===== Dataset excerpts =====
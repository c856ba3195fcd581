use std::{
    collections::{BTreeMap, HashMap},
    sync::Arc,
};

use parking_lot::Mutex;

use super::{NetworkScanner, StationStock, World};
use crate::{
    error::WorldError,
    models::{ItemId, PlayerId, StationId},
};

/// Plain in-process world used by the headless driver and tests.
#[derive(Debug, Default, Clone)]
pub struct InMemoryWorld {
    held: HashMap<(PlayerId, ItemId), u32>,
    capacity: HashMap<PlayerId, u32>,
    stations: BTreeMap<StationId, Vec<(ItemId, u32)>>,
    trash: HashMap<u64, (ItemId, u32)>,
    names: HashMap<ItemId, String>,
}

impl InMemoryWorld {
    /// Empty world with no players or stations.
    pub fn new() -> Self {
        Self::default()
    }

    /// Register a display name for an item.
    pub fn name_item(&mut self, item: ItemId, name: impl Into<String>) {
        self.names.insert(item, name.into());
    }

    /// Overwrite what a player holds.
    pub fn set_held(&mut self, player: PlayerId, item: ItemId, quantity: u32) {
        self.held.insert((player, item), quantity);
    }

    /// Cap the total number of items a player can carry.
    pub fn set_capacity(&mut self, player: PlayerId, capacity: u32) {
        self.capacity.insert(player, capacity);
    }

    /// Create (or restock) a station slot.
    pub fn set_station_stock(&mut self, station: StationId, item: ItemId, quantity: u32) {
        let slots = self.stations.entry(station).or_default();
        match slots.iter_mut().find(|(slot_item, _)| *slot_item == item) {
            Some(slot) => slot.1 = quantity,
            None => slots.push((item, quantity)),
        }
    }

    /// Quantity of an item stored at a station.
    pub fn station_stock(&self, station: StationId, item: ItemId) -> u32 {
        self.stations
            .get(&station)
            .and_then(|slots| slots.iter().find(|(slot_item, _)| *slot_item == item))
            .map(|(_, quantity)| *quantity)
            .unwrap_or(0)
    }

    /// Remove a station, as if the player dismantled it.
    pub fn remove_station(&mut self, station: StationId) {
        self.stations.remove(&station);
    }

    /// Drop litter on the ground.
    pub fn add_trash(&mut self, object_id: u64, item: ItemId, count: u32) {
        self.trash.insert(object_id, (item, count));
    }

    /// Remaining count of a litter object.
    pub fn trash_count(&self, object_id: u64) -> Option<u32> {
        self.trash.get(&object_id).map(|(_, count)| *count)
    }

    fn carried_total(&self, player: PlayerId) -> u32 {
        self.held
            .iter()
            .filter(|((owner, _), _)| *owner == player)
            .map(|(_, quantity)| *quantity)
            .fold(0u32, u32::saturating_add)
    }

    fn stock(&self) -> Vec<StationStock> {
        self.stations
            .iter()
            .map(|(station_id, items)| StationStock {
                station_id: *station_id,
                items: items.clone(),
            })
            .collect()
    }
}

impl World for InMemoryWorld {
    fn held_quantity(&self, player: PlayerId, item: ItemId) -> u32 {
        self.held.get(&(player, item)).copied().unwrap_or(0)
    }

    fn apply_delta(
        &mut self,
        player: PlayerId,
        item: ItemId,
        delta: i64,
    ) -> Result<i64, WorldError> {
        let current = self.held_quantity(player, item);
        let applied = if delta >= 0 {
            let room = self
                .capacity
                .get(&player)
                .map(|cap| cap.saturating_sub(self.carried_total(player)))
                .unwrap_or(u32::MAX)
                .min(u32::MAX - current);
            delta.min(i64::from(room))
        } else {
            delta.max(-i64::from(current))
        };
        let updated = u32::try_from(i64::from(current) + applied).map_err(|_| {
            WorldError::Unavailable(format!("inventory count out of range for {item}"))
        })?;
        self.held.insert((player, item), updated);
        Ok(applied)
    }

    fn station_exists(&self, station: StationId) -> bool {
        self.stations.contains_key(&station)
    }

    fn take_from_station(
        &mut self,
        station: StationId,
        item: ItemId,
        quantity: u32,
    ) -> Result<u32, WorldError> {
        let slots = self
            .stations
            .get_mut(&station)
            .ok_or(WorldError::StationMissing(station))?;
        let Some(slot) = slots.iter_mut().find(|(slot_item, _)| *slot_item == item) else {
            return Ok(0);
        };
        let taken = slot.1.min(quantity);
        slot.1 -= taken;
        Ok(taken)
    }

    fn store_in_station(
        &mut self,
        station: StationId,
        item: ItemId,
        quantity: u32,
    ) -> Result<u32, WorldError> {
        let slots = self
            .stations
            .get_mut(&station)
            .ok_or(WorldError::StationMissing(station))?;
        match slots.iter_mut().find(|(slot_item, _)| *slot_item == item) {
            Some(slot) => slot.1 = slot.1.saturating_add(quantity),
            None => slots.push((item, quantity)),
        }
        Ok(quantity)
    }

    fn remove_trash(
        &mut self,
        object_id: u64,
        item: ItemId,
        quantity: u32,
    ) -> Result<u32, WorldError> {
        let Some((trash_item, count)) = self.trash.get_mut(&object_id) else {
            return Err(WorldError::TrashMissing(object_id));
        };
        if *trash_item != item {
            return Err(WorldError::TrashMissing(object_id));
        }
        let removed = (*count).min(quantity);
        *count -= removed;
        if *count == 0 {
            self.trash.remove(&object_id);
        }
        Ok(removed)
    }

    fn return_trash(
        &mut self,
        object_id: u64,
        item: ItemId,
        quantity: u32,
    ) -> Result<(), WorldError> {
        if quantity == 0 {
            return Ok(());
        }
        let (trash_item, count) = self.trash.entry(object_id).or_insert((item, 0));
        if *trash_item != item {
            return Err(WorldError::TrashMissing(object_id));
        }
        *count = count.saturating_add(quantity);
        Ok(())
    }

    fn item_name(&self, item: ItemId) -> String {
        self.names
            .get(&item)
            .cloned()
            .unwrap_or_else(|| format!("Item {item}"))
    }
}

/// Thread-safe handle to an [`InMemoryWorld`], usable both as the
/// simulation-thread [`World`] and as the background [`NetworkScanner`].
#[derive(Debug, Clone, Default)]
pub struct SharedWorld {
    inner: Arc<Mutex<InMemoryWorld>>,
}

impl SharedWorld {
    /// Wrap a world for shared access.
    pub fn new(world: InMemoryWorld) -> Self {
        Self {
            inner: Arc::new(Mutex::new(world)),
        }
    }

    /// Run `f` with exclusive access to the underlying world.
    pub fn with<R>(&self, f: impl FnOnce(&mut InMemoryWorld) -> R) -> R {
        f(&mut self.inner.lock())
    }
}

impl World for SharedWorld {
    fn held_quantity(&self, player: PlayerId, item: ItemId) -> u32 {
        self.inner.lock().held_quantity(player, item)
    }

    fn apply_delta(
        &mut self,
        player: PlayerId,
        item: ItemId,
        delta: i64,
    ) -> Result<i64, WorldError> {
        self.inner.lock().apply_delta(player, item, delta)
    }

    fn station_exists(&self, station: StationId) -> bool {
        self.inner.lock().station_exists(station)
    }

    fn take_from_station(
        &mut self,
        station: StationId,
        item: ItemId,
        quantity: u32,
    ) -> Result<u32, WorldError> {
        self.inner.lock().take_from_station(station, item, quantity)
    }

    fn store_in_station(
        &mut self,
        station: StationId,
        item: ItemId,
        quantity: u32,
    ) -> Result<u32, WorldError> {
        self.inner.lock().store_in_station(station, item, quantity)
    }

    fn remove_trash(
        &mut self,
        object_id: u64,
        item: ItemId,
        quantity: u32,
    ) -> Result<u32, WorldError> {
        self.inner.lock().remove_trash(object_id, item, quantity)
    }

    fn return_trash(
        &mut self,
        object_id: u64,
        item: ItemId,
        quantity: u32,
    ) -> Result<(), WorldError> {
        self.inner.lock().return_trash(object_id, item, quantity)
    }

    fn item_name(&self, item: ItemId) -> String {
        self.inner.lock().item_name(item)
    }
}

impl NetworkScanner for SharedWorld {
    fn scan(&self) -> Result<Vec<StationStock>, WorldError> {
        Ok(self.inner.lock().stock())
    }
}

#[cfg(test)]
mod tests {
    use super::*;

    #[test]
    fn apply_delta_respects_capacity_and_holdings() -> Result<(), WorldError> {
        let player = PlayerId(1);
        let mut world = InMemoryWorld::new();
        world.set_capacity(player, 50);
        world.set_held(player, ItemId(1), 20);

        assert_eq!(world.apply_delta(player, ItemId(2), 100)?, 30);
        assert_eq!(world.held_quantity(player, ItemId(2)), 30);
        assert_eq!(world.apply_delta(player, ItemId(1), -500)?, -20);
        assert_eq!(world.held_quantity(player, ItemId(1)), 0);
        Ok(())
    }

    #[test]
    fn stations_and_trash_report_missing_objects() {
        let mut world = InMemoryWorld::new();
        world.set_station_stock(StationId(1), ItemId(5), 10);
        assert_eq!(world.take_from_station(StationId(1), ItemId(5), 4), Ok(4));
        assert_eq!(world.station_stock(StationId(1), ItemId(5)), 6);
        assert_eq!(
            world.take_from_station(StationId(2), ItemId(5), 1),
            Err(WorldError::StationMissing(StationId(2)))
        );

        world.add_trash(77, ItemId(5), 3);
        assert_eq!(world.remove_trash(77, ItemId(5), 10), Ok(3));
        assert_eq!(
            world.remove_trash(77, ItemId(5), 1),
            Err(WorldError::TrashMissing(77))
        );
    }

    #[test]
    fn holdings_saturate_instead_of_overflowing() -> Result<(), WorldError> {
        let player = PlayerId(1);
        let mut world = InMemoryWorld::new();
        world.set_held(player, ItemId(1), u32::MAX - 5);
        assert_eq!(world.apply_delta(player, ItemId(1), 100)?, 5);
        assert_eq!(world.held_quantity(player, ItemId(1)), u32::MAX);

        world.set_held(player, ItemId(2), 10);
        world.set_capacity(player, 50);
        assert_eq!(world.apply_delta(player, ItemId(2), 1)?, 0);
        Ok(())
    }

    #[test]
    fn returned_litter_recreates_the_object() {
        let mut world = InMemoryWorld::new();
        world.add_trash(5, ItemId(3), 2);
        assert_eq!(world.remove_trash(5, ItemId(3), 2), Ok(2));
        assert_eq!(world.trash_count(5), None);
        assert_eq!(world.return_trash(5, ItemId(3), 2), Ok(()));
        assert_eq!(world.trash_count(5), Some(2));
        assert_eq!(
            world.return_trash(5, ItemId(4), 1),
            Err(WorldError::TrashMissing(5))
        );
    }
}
=====
» Work task: Each line above that contains the word "HashMap" should be copied.

» Written answer:
    collections::{BTreeMap, HashMap},
    held: HashMap<(PlayerId, ItemId), u32>,
    capacity: HashMap<PlayerId, u32>,
    trash: HashMap<u64, (ItemId, u32)>,
    names: HashMap<ItemId, String>,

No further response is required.